Your task is to return the line containing "let body = response.bytes().await.map_err(transport_error)?;" and each line after it through the end of the entries, exactly, with no other lines.
---+---
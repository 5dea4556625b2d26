//! reqwest-backed transport for retriable calls.

use std::time::Duration;

use super::{HttpClient, HttpError, HttpRequest, HttpResponse};

/// The transport used by the binary and by default in the library.
///
/// One attempt maps to one reqwest request. The client is cloned into every
/// attempt task, so all attempts of all calls share reqwest's connection pool.
/// Errors are folded into [`HttpError`] so that classification sees timeouts
/// separately from other transport failures.
///
/// # Example
///
/// ```no_run
/// use retriable_call::http::{ReqwestClient, HttpClient, HttpRequest};
/// use std::time::Duration;
/// use url::Url;
///
/// # async fn example() -> Result<(), Box<dyn std::error::Error>> {
/// let client = ReqwestClient::with_timeout(Duration::from_secs(30))?;
/// let request = HttpRequest::post(Url::parse("https://in.example.com/logs")?)
///     .with_body(br#"{"logs":[]}"#.to_vec());
/// let response = client.request(request).await?;
/// assert!(response.is_success());
/// # Ok(())
/// # }
/// ```
#[derive(Debug, Clone)]
pub struct ReqwestClient {
    inner: reqwest::Client,
}

impl ReqwestClient {
    /// Creates a client without a request timeout.
    #[must_use]
    pub fn new() -> Self {
        Self {
            inner: reqwest::Client::new(),
        }
    }

    /// Creates a client whose attempts give up after `timeout`.
    ///
    /// A timed-out attempt is reported as [`HttpError::Timeout`] and retried.
    ///
    /// # Errors
    ///
    /// Returns the reqwest error if the TLS backend cannot be initialized.
    pub fn with_timeout(timeout: Duration) -> Result<Self, reqwest::Error> {
        let inner = reqwest::Client::builder().timeout(timeout).build()?;
        Ok(Self { inner })
    }

    /// Wraps a preconfigured reqwest client, e.g. one with a proxy.
    #[must_use]
    pub const fn from_client(client: reqwest::Client) -> Self {
        Self { inner: client }
    }
}

impl Default for ReqwestClient {
    fn default() -> Self {
        Self::new()
    }
}

impl HttpClient for ReqwestClient {
    async fn request(&self, req: HttpRequest) -> Result<HttpResponse, HttpError> {
        let HttpRequest {
            method,
            url,
            headers,
            body,
        } = req;

        let mut outgoing = self.inner.request(method, url.as_str()).headers(headers);
        if let Some(body) = body {
            outgoing = outgoing.body(body);
        }

        let response = outgoing.send().await.map_err(transport_error)?;
        let status = response.status();
        let headers = response.headers().clone();
        // A body cut off mid-read counts as a failed attempt, like a failed send.
        let body = response.bytes().await.map_err(transport_error)?;

        Ok(HttpResponse::new(status, headers, body.to_vec()))
    }
}

/// Folds a reqwest failure into the transport error the classifier expects.
fn transport_error(e: reqwest::Error) -> HttpError {
    if e.is_timeout() {
        HttpError::Timeout
    } else if e.is_builder() {
        HttpError::InvalidUrl(e.to_string())
    } else {
        HttpError::Connection(Box::new(e))
    }
}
---+---
Exercise solution
        let body = response.bytes().await.map_err(transport_error)?;

        Ok(HttpResponse::new(status, headers, body.to_vec()))
    }
}

/// Folds a reqwest failure into the transport error the classifier expects.
fn transport_error(e: reqwest::Error) -> HttpError {
    if e.is_timeout() {
        HttpError::Timeout
    } else if e.is_builder() {
        HttpError::InvalidUrl(e.to_string())
    } else {
        HttpError::Connection(Box::new(e))
    }
}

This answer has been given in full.